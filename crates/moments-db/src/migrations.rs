use rusqlite::Connection;
use tracing::info;

use crate::Result;

pub fn run(conn: &Connection) -> Result<()> {
    conn.execute_batch("CREATE TABLE IF NOT EXISTS schema_version (version INTEGER NOT NULL);")?;

    let version: i64 =
        conn.query_row("SELECT COALESCE(MAX(version), 0) FROM schema_version", [], |r| r.get(0))?;

    if version < 1 {
        info!("Running migration v1 (initial schema)");
        // Axis ranges are latitude ±180 and longitude ±90, matching the validators.
        conn.execute_batch(
            r#"
            CREATE TABLE Moments (
                ID          INTEGER PRIMARY KEY AUTOINCREMENT,
                UserID      TEXT NOT NULL CHECK (length(UserID) BETWEEN 6 AND 64),
                Latitude    REAL NOT NULL CHECK (Latitude BETWEEN -180 AND 180),
                Longitude   REAL NOT NULL CHECK (Longitude BETWEEN -90 AND 90),
                Public      INTEGER NOT NULL CHECK (Public IN (0, 1)),
                Hidden      INTEGER NOT NULL CHECK (Hidden IN (0, 1)),
                CreateDate  TEXT NOT NULL,
                CHECK (Public = 1 OR Hidden = 0)
            );

            CREATE INDEX idx_moments_position ON Moments(Latitude, Longitude);
            CREATE INDEX idx_moments_user ON Moments(UserID);

            CREATE TABLE Media (
                MomentID    INTEGER NOT NULL REFERENCES Moments(ID) ON DELETE CASCADE,
                Message     TEXT NOT NULL DEFAULT '' CHECK (length(Message) <= 256),
                Type        INTEGER NOT NULL CHECK (Type BETWEEN 0 AND 3),
                Dir         TEXT NOT NULL DEFAULT '',
                PRIMARY KEY (MomentID, Type),
                CHECK ((Type = 0) = (Dir = ''))
            );

            CREATE TABLE Finds (
                MomentID    INTEGER NOT NULL REFERENCES Moments(ID) ON DELETE CASCADE,
                UserID      TEXT NOT NULL CHECK (length(UserID) BETWEEN 6 AND 64),
                Found       INTEGER NOT NULL DEFAULT 0 CHECK (Found IN (0, 1)),
                FindDate    TEXT,
                PRIMARY KEY (MomentID, UserID),
                CHECK ((Found = 1) = (FindDate IS NOT NULL))
            );

            CREATE INDEX idx_finds_user ON Finds(UserID, Found);

            CREATE TABLE Shares (
                MomentID    INTEGER NOT NULL REFERENCES Moments(ID) ON DELETE CASCADE,
                UserID      TEXT NOT NULL CHECK (length(UserID) BETWEEN 6 AND 64),
                "All"       INTEGER NOT NULL CHECK ("All" IN (0, 1)),
                RecipientID TEXT NOT NULL DEFAULT '',
                PRIMARY KEY (MomentID, UserID, RecipientID),
                CHECK (("All" = 1) = (RecipientID = ''))
            );

            CREATE INDEX idx_shares_recipient ON Shares(RecipientID);

            INSERT INTO schema_version (version) VALUES (1);
            "#,
        )?;
    }

    info!("Database migrations complete");
    Ok(())
}
use axum::{
    Extension, Json,
    extract::{Path, State},
    http::StatusCode,
    response::IntoResponse,
};
use chrono::Utc;
use serde_json::json;

use moments_types::api::{
    CountResponse, LeaveMomentRequest, LeaveMomentResponse, MediaBody, MediaDeleteRequest,
    RecipientsRequest, ShareRequest,
};
use moments_types::models::{
    Find, Location, Media, MediaContent, MediaType, Moment, MomentAggregate, MomentId, Share,
};
use moments_types::{ValidationError, validate};

use crate::error::ApiError;
use crate::middleware::Identity;
use crate::{AppState, blocking};

/// POST /moments: the caller leaves a moment, optionally with media and
/// recipients (private or hidden moments only).
pub async fn leave_moment(
    State(state): State<AppState>,
    Extension(me): Extension<Identity>,
    Json(req): Json<LeaveMomentRequest>,
) -> Result<impl IntoResponse, ApiError> {
    let location = req
        .location
        .map(|l| Location::new(l.latitude, l.longitude))
        .transpose()?;
    let location = *validate::location(location.as_ref())?;

    let moment = Moment::new(me.user_id, location, req.public, req.hidden, Utc::now())?;
    let media = req
        .media
        .into_iter()
        .map(|m| MediaContent::new(m.message, m.kind, m.dir))
        .collect::<Result<Vec<_>, _>>()?;
    let recipients = req.recipients;

    let id = blocking(&state, move |db| db.leave_moment(&moment, media, &recipients)).await?;

    Ok((StatusCode::CREATED, Json(LeaveMomentResponse { id })))
}

/// GET /moments/{id}: visible to the sender, to anyone holding a Find on it,
/// and to everyone when public and not hidden.
pub async fn get_moment(
    State(state): State<AppState>,
    Path(id): Path<MomentId>,
    Extension(me): Extension<Identity>,
) -> Result<impl IntoResponse, ApiError> {
    let aggregate = blocking(&state, move |db| db.get_moment(id)).await?;

    let moment = &aggregate.moment;
    let open = moment.is_public() && !moment.is_hidden();
    let addressed = aggregate.finds.iter().any(|f| f.user_id() == me.user_id);
    if !open && !addressed && moment.user_id() != me.user_id {
        return Err(ApiError::not_found(format!("moment {} not found", id)));
    }

    Ok(Json(aggregate))
}

/// DELETE /moments/{id}: sender only.
pub async fn delete_moment(
    State(state): State<AppState>,
    Path(id): Path<MomentId>,
    Extension(me): Extension<Identity>,
) -> Result<impl IntoResponse, ApiError> {
    load_owned(&state, id, &me).await?;
    blocking(&state, move |db| db.delete_moment(id)).await?;
    Ok(StatusCode::NO_CONTENT)
}

/// POST /moments/{id}/media: sender only.
pub async fn add_media(
    State(state): State<AppState>,
    Path(id): Path<MomentId>,
    Extension(me): Extension<Identity>,
    Json(req): Json<Vec<MediaBody>>,
) -> Result<impl IntoResponse, ApiError> {
    let set = req
        .into_iter()
        .map(|m| Media::new(id, m.message, m.kind, m.dir))
        .collect::<Result<Vec<_>, _>>()?;

    load_owned(&state, id, &me).await?;
    let count = blocking(&state, move |db| db.insert_media(&set)).await?;

    Ok((StatusCode::CREATED, Json(CountResponse { count })))
}

/// DELETE /moments/{id}/media: removes the media of the listed types.
pub async fn remove_media(
    State(state): State<AppState>,
    Path(id): Path<MomentId>,
    Extension(me): Extension<Identity>,
    Json(req): Json<MediaDeleteRequest>,
) -> Result<impl IntoResponse, ApiError> {
    let kinds = req
        .types
        .into_iter()
        .map(MediaType::try_from)
        .collect::<Result<Vec<_>, _>>()?;

    let aggregate = load_owned(&state, id, &me).await?;
    let set = kinds
        .iter()
        .map(|kind| {
            aggregate
                .media
                .iter()
                .find(|m| m.kind() == *kind)
                .cloned()
                .ok_or_else(|| ApiError::not_found(format!("media type {} on moment {}", u8::from(*kind), id)))
        })
        .collect::<Result<Vec<_>, _>>()?;

    let count = blocking(&state, move |db| db.delete_media(&set)).await?;
    Ok(Json(CountResponse { count }))
}

/// POST /moments/{id}/finds: addresses more recipients.
pub async fn add_finds(
    State(state): State<AppState>,
    Path(id): Path<MomentId>,
    Extension(me): Extension<Identity>,
    Json(req): Json<RecipientsRequest>,
) -> Result<impl IntoResponse, ApiError> {
    let set = req
        .recipients
        .iter()
        .map(|user| Find::pending(id, user.as_str()))
        .collect::<Result<Vec<_>, _>>()?;

    let aggregate = load_owned(&state, id, &me).await?;
    if !aggregate.moment.is_targeted() {
        return Err(ValidationError::RecipientsOnOpenMoment.into());
    }

    let count = blocking(&state, move |db| db.insert_finds(&set)).await?;
    Ok((StatusCode::CREATED, Json(CountResponse { count })))
}

/// DELETE /moments/{id}/finds: withdraws recipients.
pub async fn remove_finds(
    State(state): State<AppState>,
    Path(id): Path<MomentId>,
    Extension(me): Extension<Identity>,
    Json(req): Json<RecipientsRequest>,
) -> Result<impl IntoResponse, ApiError> {
    let aggregate = load_owned(&state, id, &me).await?;
    let set = req
        .recipients
        .iter()
        .map(|user| {
            aggregate
                .finds
                .iter()
                .find(|f| f.user_id() == user.as_str())
                .cloned()
                .ok_or_else(|| ApiError::not_found(format!("find for {} on moment {}", user, id)))
        })
        .collect::<Result<Vec<_>, _>>()?;

    let count = blocking(&state, move |db| db.delete_finds(&set)).await?;
    Ok(Json(CountResponse { count }))
}

/// POST /moments/{id}/found: the caller marks their Find as found.
pub async fn mark_found(
    State(state): State<AppState>,
    Path(id): Path<MomentId>,
    Extension(me): Extension<Identity>,
) -> Result<impl IntoResponse, ApiError> {
    let find_date = blocking(&state, move |db| db.mark_found(id, &me.user_id)).await?;
    Ok(Json(json!({ "momentId": id, "findDate": find_date })))
}

/// POST /moments/{id}/shares: the caller, as finder, shares the moment.
pub async fn share(
    State(state): State<AppState>,
    Path(id): Path<MomentId>,
    Extension(me): Extension<Identity>,
    Json(req): Json<ShareRequest>,
) -> Result<impl IntoResponse, ApiError> {
    let set = shares_from(id, &me, req)?;
    let count = blocking(&state, move |db| db.insert_shares(&set)).await?;
    Ok((StatusCode::CREATED, Json(CountResponse { count })))
}

/// DELETE /moments/{id}/shares: withdraws the caller's shares.
pub async fn unshare(
    State(state): State<AppState>,
    Path(id): Path<MomentId>,
    Extension(me): Extension<Identity>,
    Json(req): Json<ShareRequest>,
) -> Result<impl IntoResponse, ApiError> {
    let set = shares_from(id, &me, req)?;
    let count = blocking(&state, move |db| db.delete_shares(&set)).await?;
    Ok(Json(CountResponse { count }))
}

fn shares_from(id: MomentId, me: &Identity, req: ShareRequest) -> Result<Vec<Share>, ValidationError> {
    if req.all {
        if !req.recipients.is_empty() {
            return Err(ValidationError::ShareAllHasRecipient);
        }
        return Ok(vec![Share::with_everyone(id, me.user_id.as_str())?]);
    }
    if req.recipients.is_empty() {
        return Err(ValidationError::ShareMissingRecipient);
    }
    req.recipients
        .into_iter()
        .map(|recipient| Share::new(id, me.user_id.as_str(), false, recipient))
        .collect()
}

/// Loads the moment and checks the caller is its sender.
async fn load_owned(state: &AppState, id: MomentId, me: &Identity) -> Result<MomentAggregate, ApiError> {
    let aggregate = blocking(state, move |db| db.get_moment(id)).await?;
    if aggregate.moment.user_id() != me.user_id {
        return Err(ApiError::forbidden(format!("moment {} belongs to another user", id)));
    }
    Ok(aggregate)
}
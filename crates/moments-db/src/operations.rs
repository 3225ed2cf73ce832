//! Writes. Set inserts go out as one multi-row statement; set deletes run one
//! statement per row inside a single transaction. Each set operation has a
//! `*_in_tx` form for callers that already hold a transaction.

use chrono::{DateTime, Utc};
use rusqlite::types::Value;
use rusqlite::{Connection, OptionalExtension, Transaction, params, params_from_iter};
use tracing::debug;

use moments_types::models::{Find, Media, MediaContent, Moment, MomentId, Share};
use moments_types::{ValidationError, validate};

use crate::models::format_timestamp;
use crate::{Database, DbError, Result, exec};

impl Database {
    // -- Moments --

    pub fn insert_moment(&self, moment: &Moment) -> Result<MomentId> {
        self.with_conn(|conn| insert_moment(conn, moment))
    }

    /// Insert a moment with its media and one unfound Find per recipient,
    /// all in one transaction. Returns the assigned id.
    pub fn leave_moment(
        &self,
        moment: &Moment,
        media: Vec<MediaContent>,
        recipients: &[String],
    ) -> Result<MomentId> {
        if !recipients.is_empty() && !moment.is_targeted() {
            return Err(ValidationError::RecipientsOnOpenMoment.into());
        }
        for recipient in recipients {
            validate::user_id(recipient)?;
        }

        self.with_tx(|tx| {
            let id = insert_moment(tx, moment)?;

            if !media.is_empty() {
                let rows = media
                    .into_iter()
                    .map(|content| content.attach(id))
                    .collect::<std::result::Result<Vec<_>, _>>()?;
                insert_media_in_tx(tx, &rows)?;
            }

            if !recipients.is_empty() {
                let finds = recipients
                    .iter()
                    .map(|user| Find::pending(id, user.as_str()))
                    .collect::<std::result::Result<Vec<_>, _>>()?;
                insert_finds_in_tx(tx, &finds)?;
            }

            Ok(id)
        })
    }

    /// Dependent Media, Finds and Shares go with it through the cascade.
    pub fn delete_moment(&self, id: MomentId) -> Result<()> {
        validate::moment_id(id)?;
        self.with_tx(|tx| delete_moment_in_tx(tx, id))
    }

    // -- Media --

    pub fn insert_media(&self, set: &[Media]) -> Result<usize> {
        self.with_conn(|conn| insert_media(conn, set))
    }

    pub fn delete_media(&self, set: &[Media]) -> Result<usize> {
        self.with_tx(|tx| delete_media_in_tx(tx, set))
    }

    // -- Finds --

    pub fn insert_finds(&self, set: &[Find]) -> Result<usize> {
        self.with_conn(|conn| insert_finds(conn, set))
    }

    pub fn delete_finds(&self, set: &[Find]) -> Result<usize> {
        self.with_tx(|tx| delete_finds_in_tx(tx, set))
    }

    /// Flip the user's Find on the moment from unfound to found, stamped with
    /// the current UTC second. Returns the stored find date.
    pub fn mark_found(&self, moment_id: MomentId, user_id: &str) -> Result<DateTime<Utc>> {
        validate::moment_id(moment_id)?;
        validate::user_id(user_id)?;
        self.with_conn(|conn| mark_found(conn, moment_id, user_id, Utc::now()))
    }

    // -- Shares --

    pub fn insert_shares(&self, set: &[Share]) -> Result<usize> {
        self.with_tx(|tx| insert_shares_in_tx(tx, set))
    }

    pub fn delete_shares(&self, set: &[Share]) -> Result<usize> {
        self.with_tx(|tx| delete_shares_in_tx(tx, set))
    }
}

// -- Moments --

pub fn insert_moment(conn: &Connection, moment: &Moment) -> Result<MomentId> {
    let location = moment.location();
    exec(
        conn,
        "INSERT INTO Moments (UserID, Latitude, Longitude, Public, Hidden, CreateDate)
         VALUES (?1, ?2, ?3, ?4, ?5, ?6)",
        params![
            moment.user_id(),
            location.latitude(),
            location.longitude(),
            moment.is_public(),
            moment.is_hidden(),
            format_timestamp(&moment.create_date()),
        ],
        1,
    )?;
    let id = conn.last_insert_rowid();
    debug!(moment_id = id, user_id = moment.user_id(), "Inserted moment");
    Ok(id)
}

--

● Task item
Write out exactly the lines from the start of the material through the line with "[], |r| r.get(0))?;". No other output is expected.

● Result
filename crates/moments-db/src/migrations.rs
use rusqlite::Connection;
use tracing::info;

use crate::Result;

pub fn run(conn: &Connection) -> Result<()> {
    conn.execute_batch("CREATE TABLE IF NOT EXISTS schema_version (version INTEGER NOT NULL);")?;

    let version: i64 =
        conn.query_row("SELECT COALESCE(MAX(version), 0) FROM schema_version", [], |r| r.get(0))?;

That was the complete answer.